### WHAT TO PRODUCE
Which of the lines below contain the string "HeadMismatch"? Pull each one out of the data.

═══ DATA FOR THIS TASK

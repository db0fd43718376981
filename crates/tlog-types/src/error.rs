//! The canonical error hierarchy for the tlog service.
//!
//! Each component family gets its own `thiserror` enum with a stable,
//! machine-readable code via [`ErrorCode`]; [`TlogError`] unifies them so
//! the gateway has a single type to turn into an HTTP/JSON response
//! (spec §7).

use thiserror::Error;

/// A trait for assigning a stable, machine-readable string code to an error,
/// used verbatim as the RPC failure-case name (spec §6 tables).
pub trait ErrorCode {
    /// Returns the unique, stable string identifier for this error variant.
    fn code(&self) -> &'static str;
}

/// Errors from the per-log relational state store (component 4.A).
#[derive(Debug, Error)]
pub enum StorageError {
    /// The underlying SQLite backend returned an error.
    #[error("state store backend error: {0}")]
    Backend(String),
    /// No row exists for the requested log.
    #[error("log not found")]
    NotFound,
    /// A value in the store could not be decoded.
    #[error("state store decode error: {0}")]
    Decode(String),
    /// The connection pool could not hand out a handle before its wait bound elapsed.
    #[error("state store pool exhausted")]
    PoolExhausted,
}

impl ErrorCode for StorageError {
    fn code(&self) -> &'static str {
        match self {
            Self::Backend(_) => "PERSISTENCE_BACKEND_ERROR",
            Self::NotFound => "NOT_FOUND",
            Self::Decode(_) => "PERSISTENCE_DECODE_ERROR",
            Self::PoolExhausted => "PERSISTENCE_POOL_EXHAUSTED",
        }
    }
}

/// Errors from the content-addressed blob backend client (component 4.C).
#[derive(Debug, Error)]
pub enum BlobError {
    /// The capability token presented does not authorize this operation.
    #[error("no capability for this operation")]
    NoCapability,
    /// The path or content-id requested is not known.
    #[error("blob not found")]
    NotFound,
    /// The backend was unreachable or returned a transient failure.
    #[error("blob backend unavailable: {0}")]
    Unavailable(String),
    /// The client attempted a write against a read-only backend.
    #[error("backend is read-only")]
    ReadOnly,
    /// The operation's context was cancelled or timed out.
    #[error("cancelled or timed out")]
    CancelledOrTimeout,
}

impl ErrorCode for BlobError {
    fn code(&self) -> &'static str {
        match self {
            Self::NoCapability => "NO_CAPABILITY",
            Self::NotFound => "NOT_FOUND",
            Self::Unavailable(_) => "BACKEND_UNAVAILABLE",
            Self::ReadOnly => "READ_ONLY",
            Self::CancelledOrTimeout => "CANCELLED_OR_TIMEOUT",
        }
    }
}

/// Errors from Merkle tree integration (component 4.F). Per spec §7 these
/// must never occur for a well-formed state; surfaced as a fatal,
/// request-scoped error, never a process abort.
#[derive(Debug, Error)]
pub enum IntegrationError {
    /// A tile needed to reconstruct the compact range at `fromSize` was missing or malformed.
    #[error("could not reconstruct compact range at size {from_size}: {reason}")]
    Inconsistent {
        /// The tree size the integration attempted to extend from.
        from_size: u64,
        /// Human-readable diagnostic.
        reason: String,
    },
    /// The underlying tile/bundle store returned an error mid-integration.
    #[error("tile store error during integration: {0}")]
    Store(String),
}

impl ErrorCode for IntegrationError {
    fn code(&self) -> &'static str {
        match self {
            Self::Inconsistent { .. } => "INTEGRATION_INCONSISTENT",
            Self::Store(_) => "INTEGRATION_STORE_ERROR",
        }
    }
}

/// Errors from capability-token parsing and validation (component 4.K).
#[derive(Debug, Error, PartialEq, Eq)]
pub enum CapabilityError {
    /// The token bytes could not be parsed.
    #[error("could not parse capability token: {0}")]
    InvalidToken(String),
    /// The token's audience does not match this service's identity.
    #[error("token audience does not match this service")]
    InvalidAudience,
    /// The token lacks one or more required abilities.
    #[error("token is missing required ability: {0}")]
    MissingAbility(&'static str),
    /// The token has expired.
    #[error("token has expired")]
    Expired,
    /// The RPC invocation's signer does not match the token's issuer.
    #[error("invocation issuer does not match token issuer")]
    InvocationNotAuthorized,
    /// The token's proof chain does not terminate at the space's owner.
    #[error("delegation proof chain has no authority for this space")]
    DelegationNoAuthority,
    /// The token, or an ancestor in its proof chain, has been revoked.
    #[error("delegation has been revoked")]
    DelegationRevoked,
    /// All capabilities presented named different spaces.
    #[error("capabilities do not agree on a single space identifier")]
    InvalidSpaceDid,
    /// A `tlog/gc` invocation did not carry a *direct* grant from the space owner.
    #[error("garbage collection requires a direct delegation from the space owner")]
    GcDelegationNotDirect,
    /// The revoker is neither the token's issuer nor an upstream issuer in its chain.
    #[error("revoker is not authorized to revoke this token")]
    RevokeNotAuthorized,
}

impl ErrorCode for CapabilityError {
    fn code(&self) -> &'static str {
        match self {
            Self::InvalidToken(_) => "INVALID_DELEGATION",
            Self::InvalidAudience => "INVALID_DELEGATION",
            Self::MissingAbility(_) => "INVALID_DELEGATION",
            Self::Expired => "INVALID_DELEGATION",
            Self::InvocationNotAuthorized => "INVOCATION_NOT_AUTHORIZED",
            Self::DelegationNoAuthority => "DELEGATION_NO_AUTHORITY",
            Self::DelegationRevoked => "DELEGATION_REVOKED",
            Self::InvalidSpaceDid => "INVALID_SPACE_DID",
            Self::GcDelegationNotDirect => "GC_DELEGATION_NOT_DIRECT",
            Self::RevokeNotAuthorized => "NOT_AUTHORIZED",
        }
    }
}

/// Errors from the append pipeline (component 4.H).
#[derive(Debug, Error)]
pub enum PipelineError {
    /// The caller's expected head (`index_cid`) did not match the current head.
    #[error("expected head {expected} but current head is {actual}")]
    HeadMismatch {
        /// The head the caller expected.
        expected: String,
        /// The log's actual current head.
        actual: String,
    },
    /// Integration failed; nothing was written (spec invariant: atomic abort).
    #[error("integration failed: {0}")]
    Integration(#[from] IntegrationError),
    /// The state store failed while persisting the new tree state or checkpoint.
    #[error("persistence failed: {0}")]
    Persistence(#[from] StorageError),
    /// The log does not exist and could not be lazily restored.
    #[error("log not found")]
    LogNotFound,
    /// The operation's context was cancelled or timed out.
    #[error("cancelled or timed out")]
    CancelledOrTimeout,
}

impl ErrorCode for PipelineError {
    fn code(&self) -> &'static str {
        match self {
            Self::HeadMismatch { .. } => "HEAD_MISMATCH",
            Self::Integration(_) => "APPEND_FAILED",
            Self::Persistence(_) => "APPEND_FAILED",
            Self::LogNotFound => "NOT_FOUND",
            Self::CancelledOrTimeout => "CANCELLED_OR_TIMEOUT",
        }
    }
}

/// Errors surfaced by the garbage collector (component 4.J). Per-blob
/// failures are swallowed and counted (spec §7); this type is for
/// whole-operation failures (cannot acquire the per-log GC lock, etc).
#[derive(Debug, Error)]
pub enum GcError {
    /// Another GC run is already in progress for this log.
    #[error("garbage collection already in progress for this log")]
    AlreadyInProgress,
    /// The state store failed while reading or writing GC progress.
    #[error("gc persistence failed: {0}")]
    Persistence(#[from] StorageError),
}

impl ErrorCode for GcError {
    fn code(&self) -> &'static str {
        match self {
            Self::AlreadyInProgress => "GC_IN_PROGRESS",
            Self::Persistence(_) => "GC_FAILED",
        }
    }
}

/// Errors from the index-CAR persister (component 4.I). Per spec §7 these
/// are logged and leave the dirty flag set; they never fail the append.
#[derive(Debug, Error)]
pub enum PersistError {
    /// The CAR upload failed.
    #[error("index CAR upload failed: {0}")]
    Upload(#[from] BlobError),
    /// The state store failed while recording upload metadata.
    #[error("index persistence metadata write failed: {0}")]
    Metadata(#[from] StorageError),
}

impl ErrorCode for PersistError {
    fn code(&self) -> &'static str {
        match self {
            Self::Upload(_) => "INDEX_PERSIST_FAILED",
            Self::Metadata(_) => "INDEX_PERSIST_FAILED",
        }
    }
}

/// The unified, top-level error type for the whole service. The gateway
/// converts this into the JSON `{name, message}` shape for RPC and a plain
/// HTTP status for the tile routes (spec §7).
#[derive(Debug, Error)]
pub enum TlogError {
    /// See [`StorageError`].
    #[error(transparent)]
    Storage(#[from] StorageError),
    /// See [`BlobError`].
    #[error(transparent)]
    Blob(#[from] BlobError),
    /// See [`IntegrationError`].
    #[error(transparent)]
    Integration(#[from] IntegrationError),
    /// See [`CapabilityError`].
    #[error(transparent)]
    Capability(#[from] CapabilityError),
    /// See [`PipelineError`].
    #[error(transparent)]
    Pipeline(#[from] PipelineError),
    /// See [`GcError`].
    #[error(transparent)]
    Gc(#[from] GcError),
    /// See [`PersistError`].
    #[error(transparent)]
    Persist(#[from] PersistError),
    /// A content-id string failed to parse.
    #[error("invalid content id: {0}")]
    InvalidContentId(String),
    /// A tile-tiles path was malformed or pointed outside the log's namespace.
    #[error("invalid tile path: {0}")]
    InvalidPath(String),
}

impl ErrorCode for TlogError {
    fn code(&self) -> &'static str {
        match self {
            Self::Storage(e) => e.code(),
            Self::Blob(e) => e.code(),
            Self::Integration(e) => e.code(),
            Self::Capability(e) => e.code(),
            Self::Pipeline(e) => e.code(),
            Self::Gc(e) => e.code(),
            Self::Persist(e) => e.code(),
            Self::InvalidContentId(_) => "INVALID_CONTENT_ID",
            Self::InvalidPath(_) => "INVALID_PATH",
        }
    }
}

══════

### ANSWER SECTION
    HeadMismatch {
            Self::HeadMismatch { .. } => "HEAD_MISMATCH",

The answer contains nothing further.